Dimensional reduction by geometrical frustration in a cubic antiferromagnet composed of tetrahedral clusters

TL;DR

This paper demonstrates how geometrical frustration in a cubic antiferromagnet induces emergent two-dimensional and one-dimensional spin behaviors, despite the three-dimensional crystal structure, revealing tunable low-dimensional properties.

Contribution

It shows that geometrical frustration can lead to emergent low-dimensional spin dynamics in a cubic antiferromagnet, supported by experimental and theoretical analysis.

Findings

Spin correlation exhibits two-dimensional characteristics.

Low-energy one-dimensional excitation modes are observed.

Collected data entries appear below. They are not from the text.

//! Borrowing management service

use std::sync::Arc;

use chrono::{DateTime, Utc};
use uuid::Uuid;

use crate::{
    error::{AppError, AppResult},
    models::borrowing::{Borrowing, BorrowingStatus, CreateBorrowing, SourceType},
    repository::{BorrowingStore, Repository},
    services::{
        lifecycle::{BorrowingLifecycle, Clock},
        non_empty,
    },
};

#[derive(Clone)]
pub struct BorrowingsService {
    repository: Repository,
    lifecycle: BorrowingLifecycle,
    clock: Arc<dyn Clock>,
}

impl BorrowingsService {
    pub fn new(repository: Repository, lifecycle: BorrowingLifecycle, clock: Arc<dyn Clock>) -> Self {
        Self {
            repository,
            lifecycle,
            clock,
        }
    }

    /// Open a new loan
    pub async fn create(&self, data: CreateBorrowing) -> AppResult<Borrowing> {
        let borrowing = open_borrowing(data, Uuid::new_v4(), self.clock.now())?;
        let created = self.repository.borrowings.create(&borrowing).await?;

        tracing::info!(
            borrowing_id = %created.id,
            borrower_id = %created.borrower_id,
            source_type = %created.source_type,
            "Borrowing created"
        );
        Ok(created)
    }

    /// Get borrowing by ID
    pub async fn get_by_id(&self, id: Uuid) -> AppResult<Borrowing> {
        self.repository
            .borrowings
            .find(id)
            .await?
            .ok_or_else(|| AppError::NotFound("Borrowing not found".to_string()))
    }

    /// List every borrowing
    pub async fn list(&self) -> AppResult<Vec<Borrowing>> {
        non_empty(
            self.repository.borrowings.list().await?,
            "No borrowings found",
        )
    }

    /// Borrowings received by a client
    pub async fn list_by_client(&self, client_id: Uuid) -> AppResult<Vec<Borrowing>> {
        non_empty(
            self.repository.borrowings.list_by_borrower(client_id).await?,
            "No borrowings found for this client",
        )
    }

    /// Borrowings lent by a bookstore
    pub async fn list_by_bookstore(&self, bookstore_id: Uuid) -> AppResult<Vec<Borrowing>> {
        non_empty(
            self.repository
                .borrowings
                .list_by_source(SourceType::Bookstore, bookstore_id)
                .await?,
            "No borrowings found for this bookstore",
        )
    }

    /// Return a borrowed book
    pub async fn process_return(&self, id: Uuid) -> AppResult<Borrowing> {
        self.lifecycle.process_return(id).await
    }
}

/// Build a fresh `active` borrowing from a creation request.
fn open_borrowing(data: CreateBorrowing, id: Uuid, now: DateTime<Utc>) -> AppResult<Borrowing> {
    let borrow_date = data.borrow_date.unwrap_or(now);
    if data.due_date <= borrow_date {
        return Err(AppError::Validation(
            "Due date must be after the borrow date".to_string(),
        ));
    }

    Ok(Borrowing {
        id,
        borrower_id: data.borrower_id,
        source_type: data.source_type,
        source_id: data.source_id,
        book_id: data.book_id,
        borrow_date,
        due_date: data.due_date,
        return_date: None,
        status: BorrowingStatus::Active,
    })
}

External magnetic fields can manipulate the emergent dimensionality.

Abstract

Dimensionality is a critical factor in determining the properties of solids and is an apparent built-in character of the crystal structure. However, it can be an emergent and tunable property in geometrically frustrated spin systems. Here, we study the spin dynamics of the tetrahedral cluster antiferromagnet, pharmacosiderite, via muon spin resonance and neutron scattering. We find that the spin correlation exhibits a two-dimensional characteristic despite the isotropic connectivity of tetrahedral clusters made of spin 5/2 Fe3+ ions in the three-dimensional cubic crystal, which we ascribe to two-dimensionalisation by geometrical frustration based on spin wave calculations. Moreover, we suggest that even one-dimensionalisation occurs in the decoupled layers, generating low-energy and one-dimensional excitation modes, causing large spin fluctuation in the classical spin system. Pharmacosiderite facilitates studying the emergence of low-dimensionality and manipulating anisotropic responses arising from the dimensionality using an external magnetic field.